Your instructions:
In the entries below, spot each line with the word "variables" and copy it.

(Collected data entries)
*****

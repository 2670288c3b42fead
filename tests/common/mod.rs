// Shared helpers for integration tests.
//
// Provides a temporary repository plus a temporary home directory, and a
// fluent builder so each test can declare the variables, roles and files it
// needs without repeating filesystem boilerplate.
//
// Used by all integration test binaries that declare `mod common;`.
#![allow(dead_code)]

use std::path::{Path, PathBuf};
use std::sync::Arc;
use std::sync::atomic::AtomicBool;

use devenv_cli::commands::provision::{RunSettings, provision_hosts};
use devenv_cli::config::{Config, LoadOptions};
use devenv_cli::logging::{Logger, TaskStatus};

/// Root of this crate, holding the shipped `conf/` and `files/`.
pub fn crate_root() -> PathBuf {
    PathBuf::from(env!("CARGO_MANIFEST_DIR"))
}

/// An isolated repository and target home directory.
///
/// Both directories are deleted when dropped.
pub struct TestRepo {
    /// Repository root containing `conf/` and `files/`.
    pub root: tempfile::TempDir,
    /// Home directory the target user's files are deployed into.
    pub home: tempfile::TempDir,
}

impl TestRepo {
    /// Path to the repository root.
    pub fn root_path(&self) -> &Path {
        self.root.path()
    }

    /// Path to the home directory.
    pub fn home_path(&self) -> &Path {
        self.home.path()
    }

    /// Load configuration with `extra_vars` layered on top.
    pub fn load_config(&self, extra_vars: &[&str]) -> Config {
        let extra: Vec<String> = extra_vars.iter().map(ToString::to_string).collect();
        Config::load(
            self.root.path(),
            &LoadOptions {
                extra_vars: &extra,
                ..LoadOptions::default()
            },
        )
        .expect("load config")
    }

    /// Provision the local host once and return the logger holding the
    /// recorded tasks.
    pub fn provision(&self, settings: &RunSettings, extra_vars: &[&str]) -> Arc<Logger> {
        let config = Arc::new(self.load_config(extra_vars));
        let log = Arc::new(Logger::new("test"));
        provision_hosts(&config, settings, &log, &AtomicBool::new(false)).expect("provision");
        log
    }
}

/// Task names and statuses recorded by `log`, in order.
pub fn statuses(log: &Logger) -> Vec<(String, TaskStatus)> {
    log.task_entries()
        .into_iter()
        .map(|e| (e.name, e.status))
        .collect()
}

/// Login name of whoever runs the tests.
///
/// Fixtures deploy for this user: a root test run hands files to the
/// configured user, which must therefore exist.
pub fn current_user() -> String {
    let output = std::process::Command::new("id")
        .arg("-un")
        .output()
        .expect("run id -un");
    String::from_utf8(output.stdout)
        .expect("utf-8 user name")
        .trim()
        .to_string()
}

/// Settings for a plain local run: no escalation, one fork.
pub fn local_settings() -> RunSettings {
    RunSettings {
        forks: 1,
        ..RunSettings::default()
    }
}

/// Fluent builder for [`TestRepo`].
pub struct TestRepoBuilder {
    repo: TestRepo,
    roles: Vec<String>,
    vars: Vec<String>,
    files_toml: String,
}

impl TestRepoBuilder {
    /// Start with an empty repository whose variables deploy into the
    /// temporary home, for the current user, without touching accounts,
    /// packages or the network.
    pub fn new() -> Self {
        let repo = TestRepo {
            root: tempfile::tempdir().expect("create repo dir"),
            home: tempfile::tempdir().expect("create home dir"),
        };
        std::fs::create_dir_all(repo.root.path().join("conf")).expect("create conf dir");
        std::fs::create_dir_all(repo.root.path().join("files")).expect("create files dir");
        let home = repo.home.path().to_str().expect("utf-8 home").to_string();
        Self {
            repo,
            roles: Vec::new(),
            vars: vec![
                format!("user_name = \"{}\"", current_user()),
                "create_user = false".to_string(),
                "tmux_plugin_manager = false".to_string(),
                format!("user_home = \"{home}\""),
            ],
            files_toml: String::new(),
        }
    }

    /// Roles listed by the playbook.
    pub fn roles(mut self, roles: &[&str]) -> Self {
        self.roles = roles.iter().map(ToString::to_string).collect();
        self
    }

    /// Add a raw `key = value` line to `conf/vars.toml`.
    pub fn var(mut self, line: &str) -> Self {
        self.vars.push(line.to_string());
        self
    }

    /// Use the shipped `conf/files.toml` and `files/` tree.
    pub fn with_shipped_files(mut self) -> Self {
        self.files_toml =
            std::fs::read_to_string(crate_root().join("conf/files.toml")).expect("read files.toml");
        copy_tree(&crate_root().join("files"), &self.repo.root.path().join("files"));
        self
    }

    /// Finish building: write `conf/` and return the repository.
    pub fn build(self) -> TestRepo {
        let conf = self.repo.root.path().join("conf");
        let mut vars = self.vars.join("\n");
        vars.push('\n');
        std::fs::write(conf.join("vars.toml"), vars).expect("write vars.toml");

        let roles: Vec<String> = self.roles.iter().map(|r| format!("\"{r}\"")).collect();
        std::fs::write(
            conf.join("playbook.toml"),
            format!("name = \"test\"\nroles = [{}]\n", roles.join(", ")),
        )
        .expect("write playbook.toml");
        std::fs::write(conf.join("files.toml"), self.files_toml).expect("write files.toml");
        self.repo
    }
}

fn copy_tree(from: &Path, to: &Path) {
    std::fs::create_dir_all(to).expect("create directory");
    for entry in std::fs::read_dir(from).expect("read directory") {
        let entry = entry.expect("directory entry");
        let dest = to.join(entry.file_name());
        if entry.file_type().expect("file type").is_dir() {
            copy_tree(&entry.path(), &dest);
        } else {
            std::fs::copy(entry.path(), dest).expect("copy file");
        }
    }
}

*****

Problem solution:
// fluent builder so each test can declare the variables, roles and files it
    /// Start with an empty repository whose variables deploy into the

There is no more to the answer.